▶ **WORK ITEM**: What lines in the records below include the word "GenBuffer"? Return each one.

▶ **TASK MATERIAL**:
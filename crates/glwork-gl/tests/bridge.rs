use std::ffi::CString;

use glwork_core::handles::*;
use glwork_core::{word, DispatchError, FnArgs, GlCall, GlFn, ResultKind};
use glwork_gl::{process_fn, GlQueue, GlWorker, Invocation, RecordingGl};

static VERTICES: [u8; 12] = [0; 12];
static TEXELS: [u8; 4] = [255, 0, 0, 255];
static COLORS: [[f32; 4]; 2] = [[1.0, 0.0, 0.0, 1.0], [0.0, 1.0, 0.0, 1.0]];

fn sample(func: GlFn) -> GlCall<'static> {
    match func {
        GlFn::Undefined => unreachable!("undefined has no call"),
        GlFn::ActiveTexture => GlCall::ActiveTexture { texture: gl::TEXTURE0 },
        GlFn::AttachShader => GlCall::AttachShader {
            program: Program(1),
            shader: Shader(2),
        },
        GlFn::BindBuffer => GlCall::BindBuffer {
            target: gl::ARRAY_BUFFER,
            buffer: Buffer(3),
        },
        GlFn::BindTexture => GlCall::BindTexture {
            target: gl::TEXTURE_2D,
            texture: Texture(4),
        },
        GlFn::BindVertexArray => GlCall::BindVertexArray { array: VertexArray(5) },
        GlFn::BlendColor => GlCall::BlendColor {
            red: 0.1,
            green: 0.2,
            blue: 0.3,
            alpha: 0.4,
        },
        GlFn::BlendFunc => GlCall::BlendFunc {
            sfactor: gl::SRC_ALPHA,
            dfactor: gl::ONE_MINUS_SRC_ALPHA,
        },
        GlFn::BufferData => GlCall::BufferData {
            target: gl::ARRAY_BUFFER,
            data: &VERTICES,
            usage: gl::STATIC_DRAW,
        },
        GlFn::Clear => GlCall::Clear {
            mask: gl::COLOR_BUFFER_BIT,
        },
        GlFn::ClearColor => GlCall::ClearColor {
            red: 0.0,
            green: 0.0,
            blue: 0.0,
            alpha: 1.0,
        },
        GlFn::CompileShader => GlCall::CompileShader { shader: Shader(2) },
        GlFn::CreateProgram => GlCall::CreateProgram,
        GlFn::CreateShader => GlCall::CreateShader {
            ty: gl::FRAGMENT_SHADER,
        },
        GlFn::DeleteBuffer => GlCall::DeleteBuffer { buffer: Buffer(3) },
        GlFn::DeleteTexture => GlCall::DeleteTexture { texture: Texture(4) },
        GlFn::Disable => GlCall::Disable { cap: gl::BLEND },
        GlFn::DrawArrays => GlCall::DrawArrays {
            mode: gl::TRIANGLES,
            first: 0,
            count: 3,
        },
        GlFn::Enable => GlCall::Enable { cap: gl::BLEND },
        GlFn::EnableVertexAttribArray => GlCall::EnableVertexAttribArray { attrib: Attrib(0) },
        GlFn::Flush => GlCall::Flush,
        GlFn::GenBuffer => GlCall::GenBuffer,
        GlFn::GenTexture => GlCall::GenTexture,
        GlFn::GenVertexArray => GlCall::GenVertexArray,
        GlFn::GetAttribLocation => GlCall::GetAttribLocation {
            program: Program(1),
            name: c"position",
        },
        GlFn::GetError => GlCall::GetError,
        GlFn::GetShaderInfoLog => GlCall::GetShaderInfoLog { shader: Shader(2) },
        GlFn::GetShaderSource => GlCall::GetShaderSource { shader: Shader(2) },
        GlFn::GetShaderiv => GlCall::GetShaderiv {
            shader: Shader(2),
            pname: gl::COMPILE_STATUS,
        },
        GlFn::GetTexParameteriv => GlCall::GetTexParameteriv {
            target: gl::TEXTURE_2D,
            pname: gl::TEXTURE_MIN_FILTER,
        },
        GlFn::GetUniformLocation => GlCall::GetUniformLocation {
            program: Program(1),
            name: c"tint",
        },
        GlFn::LinkProgram => GlCall::LinkProgram { program: Program(1) },
        GlFn::ReadPixels => GlCall::ReadPixels {
            x: 5,
            y: 6,
            width: 2,
            height: 2,
            format: gl::RGBA,
            ty: gl::UNSIGNED_BYTE,
        },
        GlFn::Scissor => GlCall::Scissor {
            x: 1,
            y: 2,
            width: 3,
            height: 4,
        },
        GlFn::ShaderSource => GlCall::ShaderSource {
            shader: Shader(2),
            source: "void main() {}",
        },
        GlFn::TexImage2D => GlCall::TexImage2D {
            target: gl::TEXTURE_2D,
            level: 0,
            internal_format: gl::RGBA as i32,
            width: 1,
            height: 1,
            format: gl::RGBA,
            ty: gl::UNSIGNED_BYTE,
            pixels: Some(&TEXELS),
        },
        GlFn::TexParameteri => GlCall::TexParameteri {
            target: gl::TEXTURE_2D,
            pname: gl::TEXTURE_MAG_FILTER,
            param: gl::LINEAR as i32,
        },
        GlFn::Uniform1f => GlCall::Uniform1f {
            location: Uniform(0),
            value: 0.5,
        },
        GlFn::Uniform4f => GlCall::Uniform4f {
            location: Uniform(1),
            values: [0.1, 0.2, 0.3, 0.4],
        },
        GlFn::Uniform4fv => GlCall::Uniform4fv {
            location: Uniform(2),
            values: &COLORS,
        },
        GlFn::UseProgram => GlCall::UseProgram { program: Program(1) },
        GlFn::VertexAttribPointer => GlCall::VertexAttribPointer {
            attrib: Attrib(1),
            size: 3,
            ty: gl::FLOAT,
            normalized: true,
            stride: 12,
            offset: 24,
        },
        GlFn::Viewport => GlCall::Viewport {
            x: 10,
            y: 20,
            width: 640,
            height: 480,
        },
    }
}

/// What the recording backend must see for `sample(func)`, field for field.
fn expected(func: GlFn) -> Invocation {
    match func {
        GlFn::Undefined => unreachable!("undefined has no call"),
        GlFn::ActiveTexture => Invocation::ActiveTexture { texture: gl::TEXTURE0 },
        GlFn::AttachShader => Invocation::AttachShader {
            program: Program(1),
            shader: Shader(2),
        },
        GlFn::BindBuffer => Invocation::BindBuffer {
            target: gl::ARRAY_BUFFER,
            buffer: Buffer(3),
        },
        GlFn::BindTexture => Invocation::BindTexture {
            target: gl::TEXTURE_2D,
            texture: Texture(4),
        },
        GlFn::BindVertexArray => Invocation::BindVertexArray { array: VertexArray(5) },
        GlFn::BlendColor => Invocation::BlendColor {
            rgba: [0.1, 0.2, 0.3, 0.4],
        },
        GlFn::BlendFunc => Invocation::BlendFunc {
            sfactor: gl::SRC_ALPHA,
            dfactor: gl::ONE_MINUS_SRC_ALPHA,
        },
        GlFn::BufferData => Invocation::BufferData {
            target: gl::ARRAY_BUFFER,
            data: VERTICES.to_vec(),
            usage: gl::STATIC_DRAW,
        },
        GlFn::Clear => Invocation::Clear {
            mask: gl::COLOR_BUFFER_BIT,
        },
        GlFn::ClearColor => Invocation::ClearColor {
            rgba: [0.0, 0.0, 0.0, 1.0],
        },
        GlFn::CompileShader => Invocation::CompileShader { shader: Shader(2) },
        GlFn::CreateProgram => Invocation::CreateProgram,
        GlFn::CreateShader => Invocation::CreateShader {
            ty: gl::FRAGMENT_SHADER,
        },
        GlFn::DeleteBuffer => Invocation::DeleteBuffer { buffer: Buffer(3) },
        GlFn::DeleteTexture => Invocation::DeleteTexture { texture: Texture(4) },
        GlFn::Disable => Invocation::Disable { cap: gl::BLEND },
        GlFn::DrawArrays => Invocation::DrawArrays {
            mode: gl::TRIANGLES,
            first: 0,
            count: 3,
        },
        GlFn::Enable => Invocation::Enable { cap: gl::BLEND },
        GlFn::EnableVertexAttribArray => Invocation::EnableVertexAttribArray { attrib: Attrib(0) },
        GlFn::Flush => Invocation::Flush,
        GlFn::GenBuffer => Invocation::GenBuffer,
        GlFn::GenTexture => Invocation::GenTexture,
        GlFn::GenVertexArray => Invocation::GenVertexArray,
        GlFn::GetAttribLocation => Invocation::GetAttribLocation {
            program: Program(1),
            name: CString::from(c"position"),
        },
        GlFn::GetError => Invocation::GetError,
        GlFn::GetShaderInfoLog => Invocation::GetShaderInfoLog {
            shader: Shader(2),
            buf_size: 64,
        },
        GlFn::GetShaderSource => Invocation::GetShaderSource {
            shader: Shader(2),
            buf_size: 64,
        },
        GlFn::GetShaderiv => Invocation::GetShaderiv {
            shader: Shader(2),
            pname: gl::COMPILE_STATUS,
        },
        GlFn::GetTexParameteriv => Invocation::GetTexParameteriv {
            target: gl::TEXTURE_2D,
            pname: gl::TEXTURE_MIN_FILTER,
        },
        GlFn::GetUniformLocation => Invocation::GetUniformLocation {
            program: Program(1),
            name: CString::from(c"tint"),
        },
        GlFn::LinkProgram => Invocation::LinkProgram { program: Program(1) },
        GlFn::ReadPixels => Invocation::ReadPixels {
            x: 5,
            y: 6,
            width: 2,
            height: 2,
            format: gl::RGBA,
            ty: gl::UNSIGNED_BYTE,
            len: 16,
        },
        GlFn::Scissor => Invocation::Scissor {
            x: 1,
            y: 2,
            width: 3,
            height: 4,
        },
        GlFn::ShaderSource => Invocation::ShaderSource {
            shader: Shader(2),
            source: "void main() {}".to_owned(),
        },
        GlFn::TexImage2D => Invocation::TexImage2D {
            target: gl::TEXTURE_2D,
            level: 0,
            internal_format: gl::RGBA as i32,
            width: 1,
            height: 1,
            format: gl::RGBA,
            ty: gl::UNSIGNED_BYTE,
            pixels: Some(TEXELS.to_vec()),
        },
        GlFn::TexParameteri => Invocation::TexParameteri {
            target: gl::TEXTURE_2D,
            pname: gl::TEXTURE_MAG_FILTER,
            param: gl::LINEAR as i32,
        },
        GlFn::Uniform1f => Invocation::Uniform1f {
            location: Uniform(0),
            value: 0.5,
        },
        GlFn::Uniform4f => Invocation::Uniform4f {
            location: Uniform(1),
            values: [0.1, 0.2, 0.3, 0.4],
        },
        GlFn::Uniform4fv => Invocation::Uniform4fv {
            location: Uniform(2),
            values: COLORS.to_vec(),
        },
        GlFn::UseProgram => Invocation::UseProgram { program: Program(1) },
        GlFn::VertexAttribPointer => Invocation::VertexAttribPointer {
            attrib: Attrib(1),
            size: 3,
            ty: gl::FLOAT,
            normalized: true,
            stride: 12,
            offset: 24,
        },
        GlFn::Viewport => Invocation::Viewport {
            x: 10,
            y: 20,
            width: 640,
            height: 480,
        },
    }
}

fn run_raw(gl: &mut RecordingGl, call: &GlCall<'_>, out: &mut [u8]) -> Result<usize, DispatchError> {
    let needs_out = call.output_len(out.len())?.is_some();
    let raw = call.encode(needs_out.then_some(out))?;
    unsafe { process_fn(gl, &raw.args, raw.parg) }
}

#[test]
fn every_function_reaches_its_backend_method_with_exact_arguments() {
    for &func in GlFn::ALL.iter().filter(|f| **f != GlFn::Undefined) {
        let mut gl = RecordingGl::new();
        gl.info_log = "ok".to_owned();
        let mut out = [0u8; 64];

        let call = sample(func);
        let ret = run_raw(&mut gl, &call, &mut out).unwrap_or_else(|err| panic!("{func}: {err}"));

        assert_eq!(gl.calls, vec![expected(func)], "{func}");
        assert_eq!(gl.calls[0].function(), func);
        if func.schema().result == ResultKind::Void {
            assert_eq!(ret, 0, "{func} is void");
        }
    }
}

#[test]
fn wire_values_survive_the_trip() {
    let mut gl = RecordingGl::new();
    let mut out = [0u8; 0];

    run_raw(&mut gl, &sample(GlFn::BlendColor), &mut out).unwrap();
    run_raw(&mut gl, &sample(GlFn::Uniform4fv), &mut out).unwrap();
    run_raw(&mut gl, &sample(GlFn::DrawArrays), &mut out).unwrap();

    assert_eq!(
        gl.calls,
        vec![
            Invocation::BlendColor {
                rgba: [0.1, 0.2, 0.3, 0.4]
            },
            Invocation::Uniform4fv {
                location: Uniform(2),
                values: COLORS.to_vec()
            },
            Invocation::DrawArrays {
                mode: gl::TRIANGLES,
                first: 0,
                count: 3
            },
        ]
    );
}

#[test]
fn missing_locations_come_back_as_minus_one() {
    let mut gl = RecordingGl::new();
    gl.attrib_locations.insert("position".to_owned(), 2);
    let mut out = [0u8; 0];

    let found = run_raw(&mut gl, &sample(GlFn::GetAttribLocation), &mut out).unwrap();
    let missing = run_raw(&mut gl, &sample(GlFn::GetUniformLocation), &mut out).unwrap();

    assert_eq!(word::to_i32(found), 2);
    assert_eq!(word::to_i32(missing), -1);
}

#[test]
fn hand_built_records_are_accepted() {
    let mut gl = RecordingGl::new();
    let mut args = FnArgs::new(GlFn::Viewport);
    args.args[0] = word::from_i32(-10);
    args.args[1] = word::from_i32(20);
    args.args[2] = word::from_i32(300);
    args.args[3] = word::from_i32(400);

    let ret = unsafe { process_fn(&mut gl, &args, std::ptr::null_mut()) }.unwrap();

    assert_eq!(ret, 0);
    assert_eq!(
        gl.last(),
        Some(&Invocation::Viewport {
            x: -10,
            y: 20,
            width: 300,
            height: 400
        })
    );
}

#[test]
fn queue_serves_a_shader_round_trip() {
    let (mut worker, queue): (GlWorker<RecordingGl>, GlQueue) = GlWorker::new(RecordingGl::new());
    worker.backend_mut().shader_param = gl::TRUE as i32;

    let issuer = std::thread::spawn(move || {
        let shader = Shader(queue.call(&GlCall::CreateShader { ty: gl::VERTEX_SHADER }, None)? as u32);
        queue.call(
            &GlCall::ShaderSource {
                shader,
                source: "attribute vec4 p;",
            },
            None,
        )?;
        queue.call(&GlCall::CompileShader { shader }, None)?;
        queue.call(
            &GlCall::GetShaderiv {
                shader,
                pname: gl::COMPILE_STATUS,
            },
            None,
        )
    });

    worker.run();
    let status = issuer.join().unwrap().unwrap();

    assert_eq!(word::to_i32(status), gl::TRUE as i32);
    let recorded: Vec<GlFn> = worker.backend().calls.iter().map(Invocation::function).collect();
    assert_eq!(
        recorded,
        vec![
            GlFn::CreateShader,
            GlFn::ShaderSource,
            GlFn::CompileShader,
            GlFn::GetShaderiv
        ]
    );
}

▶ **EXERCISE SOLUTION**:
        GlFn::GenBuffer => GlCall::GenBuffer,
        GlFn::GenBuffer => Invocation::GenBuffer,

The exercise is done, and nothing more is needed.